Assigned task: Locate all lines in the data below that hold "chars" and show them.

Data extract:
__________________________________________________
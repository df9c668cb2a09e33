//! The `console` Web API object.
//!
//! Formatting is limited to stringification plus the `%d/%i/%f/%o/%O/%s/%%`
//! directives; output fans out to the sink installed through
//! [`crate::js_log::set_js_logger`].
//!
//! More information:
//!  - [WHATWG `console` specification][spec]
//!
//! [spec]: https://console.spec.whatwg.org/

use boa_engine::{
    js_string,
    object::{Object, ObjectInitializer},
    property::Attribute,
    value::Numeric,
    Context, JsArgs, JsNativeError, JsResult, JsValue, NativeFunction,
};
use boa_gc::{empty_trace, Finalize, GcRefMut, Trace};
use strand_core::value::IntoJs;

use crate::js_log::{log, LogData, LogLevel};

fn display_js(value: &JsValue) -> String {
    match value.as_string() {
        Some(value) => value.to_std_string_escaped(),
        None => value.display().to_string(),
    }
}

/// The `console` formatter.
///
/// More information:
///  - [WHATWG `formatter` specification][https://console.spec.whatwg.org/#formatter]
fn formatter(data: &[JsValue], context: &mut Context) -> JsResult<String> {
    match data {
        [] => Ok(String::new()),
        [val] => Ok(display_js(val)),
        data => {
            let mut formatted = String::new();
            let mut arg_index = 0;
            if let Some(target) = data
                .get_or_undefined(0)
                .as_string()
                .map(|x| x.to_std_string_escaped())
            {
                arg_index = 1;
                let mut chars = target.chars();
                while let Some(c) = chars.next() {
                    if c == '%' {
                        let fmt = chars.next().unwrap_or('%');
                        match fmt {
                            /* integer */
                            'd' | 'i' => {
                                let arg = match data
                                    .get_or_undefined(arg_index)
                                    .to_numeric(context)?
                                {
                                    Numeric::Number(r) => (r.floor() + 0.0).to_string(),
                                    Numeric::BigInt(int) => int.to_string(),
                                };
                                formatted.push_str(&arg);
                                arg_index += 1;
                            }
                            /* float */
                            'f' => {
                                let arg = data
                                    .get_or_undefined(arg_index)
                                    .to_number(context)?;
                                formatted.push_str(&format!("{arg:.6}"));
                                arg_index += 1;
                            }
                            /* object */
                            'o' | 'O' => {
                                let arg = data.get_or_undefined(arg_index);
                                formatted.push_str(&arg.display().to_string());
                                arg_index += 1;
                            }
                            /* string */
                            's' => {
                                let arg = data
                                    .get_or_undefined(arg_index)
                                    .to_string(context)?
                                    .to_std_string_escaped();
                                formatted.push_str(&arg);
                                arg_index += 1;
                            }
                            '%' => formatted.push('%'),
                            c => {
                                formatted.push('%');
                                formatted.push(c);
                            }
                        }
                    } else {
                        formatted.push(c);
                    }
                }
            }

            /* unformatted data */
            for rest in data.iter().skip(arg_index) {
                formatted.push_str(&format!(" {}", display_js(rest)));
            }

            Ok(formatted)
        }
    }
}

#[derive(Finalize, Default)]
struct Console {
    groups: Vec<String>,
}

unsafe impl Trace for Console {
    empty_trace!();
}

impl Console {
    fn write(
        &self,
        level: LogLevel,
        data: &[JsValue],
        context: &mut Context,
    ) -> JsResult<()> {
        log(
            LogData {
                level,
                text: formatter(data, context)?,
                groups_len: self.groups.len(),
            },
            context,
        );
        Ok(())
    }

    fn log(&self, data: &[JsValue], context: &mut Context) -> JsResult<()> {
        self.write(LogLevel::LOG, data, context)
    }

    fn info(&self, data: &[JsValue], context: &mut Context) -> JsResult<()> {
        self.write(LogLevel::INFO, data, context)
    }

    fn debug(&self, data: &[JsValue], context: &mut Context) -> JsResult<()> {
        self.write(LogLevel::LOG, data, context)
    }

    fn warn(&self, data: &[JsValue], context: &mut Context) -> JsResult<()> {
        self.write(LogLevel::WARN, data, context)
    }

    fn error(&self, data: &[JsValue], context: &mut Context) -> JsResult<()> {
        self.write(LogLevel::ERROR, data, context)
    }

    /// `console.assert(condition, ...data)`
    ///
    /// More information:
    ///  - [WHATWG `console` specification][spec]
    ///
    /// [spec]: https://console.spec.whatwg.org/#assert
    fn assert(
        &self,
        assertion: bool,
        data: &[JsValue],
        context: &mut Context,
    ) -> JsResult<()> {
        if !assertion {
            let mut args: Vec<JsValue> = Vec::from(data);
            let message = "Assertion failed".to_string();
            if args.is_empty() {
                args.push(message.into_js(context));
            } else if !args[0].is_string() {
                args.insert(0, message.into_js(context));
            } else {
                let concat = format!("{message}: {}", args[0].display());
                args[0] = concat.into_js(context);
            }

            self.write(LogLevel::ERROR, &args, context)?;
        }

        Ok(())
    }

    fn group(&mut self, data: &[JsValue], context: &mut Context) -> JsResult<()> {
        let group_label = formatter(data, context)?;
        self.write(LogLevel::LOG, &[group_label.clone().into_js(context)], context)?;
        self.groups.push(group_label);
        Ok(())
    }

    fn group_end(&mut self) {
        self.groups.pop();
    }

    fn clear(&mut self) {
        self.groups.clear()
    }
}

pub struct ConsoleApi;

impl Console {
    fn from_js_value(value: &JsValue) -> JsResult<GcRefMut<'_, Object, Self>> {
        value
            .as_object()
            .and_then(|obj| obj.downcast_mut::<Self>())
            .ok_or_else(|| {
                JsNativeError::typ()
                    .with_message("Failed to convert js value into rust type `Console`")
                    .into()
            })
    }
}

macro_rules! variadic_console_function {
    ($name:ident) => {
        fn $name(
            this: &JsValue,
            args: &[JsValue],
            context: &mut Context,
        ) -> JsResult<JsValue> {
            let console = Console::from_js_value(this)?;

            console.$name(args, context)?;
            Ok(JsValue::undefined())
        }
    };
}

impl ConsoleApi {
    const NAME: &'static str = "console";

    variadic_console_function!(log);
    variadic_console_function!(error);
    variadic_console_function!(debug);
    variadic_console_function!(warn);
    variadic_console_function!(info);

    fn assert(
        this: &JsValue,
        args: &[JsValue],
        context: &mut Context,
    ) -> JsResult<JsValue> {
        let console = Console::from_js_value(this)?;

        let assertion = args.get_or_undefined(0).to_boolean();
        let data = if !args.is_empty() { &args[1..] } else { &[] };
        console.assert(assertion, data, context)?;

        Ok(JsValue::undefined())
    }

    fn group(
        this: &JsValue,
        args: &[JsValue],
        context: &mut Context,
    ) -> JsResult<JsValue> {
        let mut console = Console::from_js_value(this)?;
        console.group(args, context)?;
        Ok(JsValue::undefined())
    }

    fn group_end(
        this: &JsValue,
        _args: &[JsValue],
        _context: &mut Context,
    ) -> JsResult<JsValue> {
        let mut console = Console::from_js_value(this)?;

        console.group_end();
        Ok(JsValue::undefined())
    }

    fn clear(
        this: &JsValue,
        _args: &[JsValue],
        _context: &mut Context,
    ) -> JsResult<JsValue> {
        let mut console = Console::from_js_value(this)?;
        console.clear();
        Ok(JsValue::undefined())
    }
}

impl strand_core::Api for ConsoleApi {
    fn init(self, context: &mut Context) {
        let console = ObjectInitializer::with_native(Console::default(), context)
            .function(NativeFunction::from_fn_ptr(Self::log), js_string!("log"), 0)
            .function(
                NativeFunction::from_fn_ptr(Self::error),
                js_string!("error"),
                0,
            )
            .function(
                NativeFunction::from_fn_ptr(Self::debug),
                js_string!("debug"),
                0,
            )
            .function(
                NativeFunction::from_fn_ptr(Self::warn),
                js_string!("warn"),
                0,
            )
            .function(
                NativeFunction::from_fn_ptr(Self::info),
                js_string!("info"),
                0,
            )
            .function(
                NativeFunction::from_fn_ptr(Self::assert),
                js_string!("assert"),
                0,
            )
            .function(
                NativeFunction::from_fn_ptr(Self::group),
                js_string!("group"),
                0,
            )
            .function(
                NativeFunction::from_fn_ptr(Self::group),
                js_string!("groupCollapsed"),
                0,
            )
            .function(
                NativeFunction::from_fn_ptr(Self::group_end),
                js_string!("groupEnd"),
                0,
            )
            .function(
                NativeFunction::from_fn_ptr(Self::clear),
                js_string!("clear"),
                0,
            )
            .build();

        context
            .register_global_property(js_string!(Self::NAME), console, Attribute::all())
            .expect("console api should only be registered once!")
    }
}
__________________________________________________
Final answer:
                let mut chars = target.chars();
                while let Some(c) = chars.next() {
                        let fmt = chars.next().unwrap_or('%');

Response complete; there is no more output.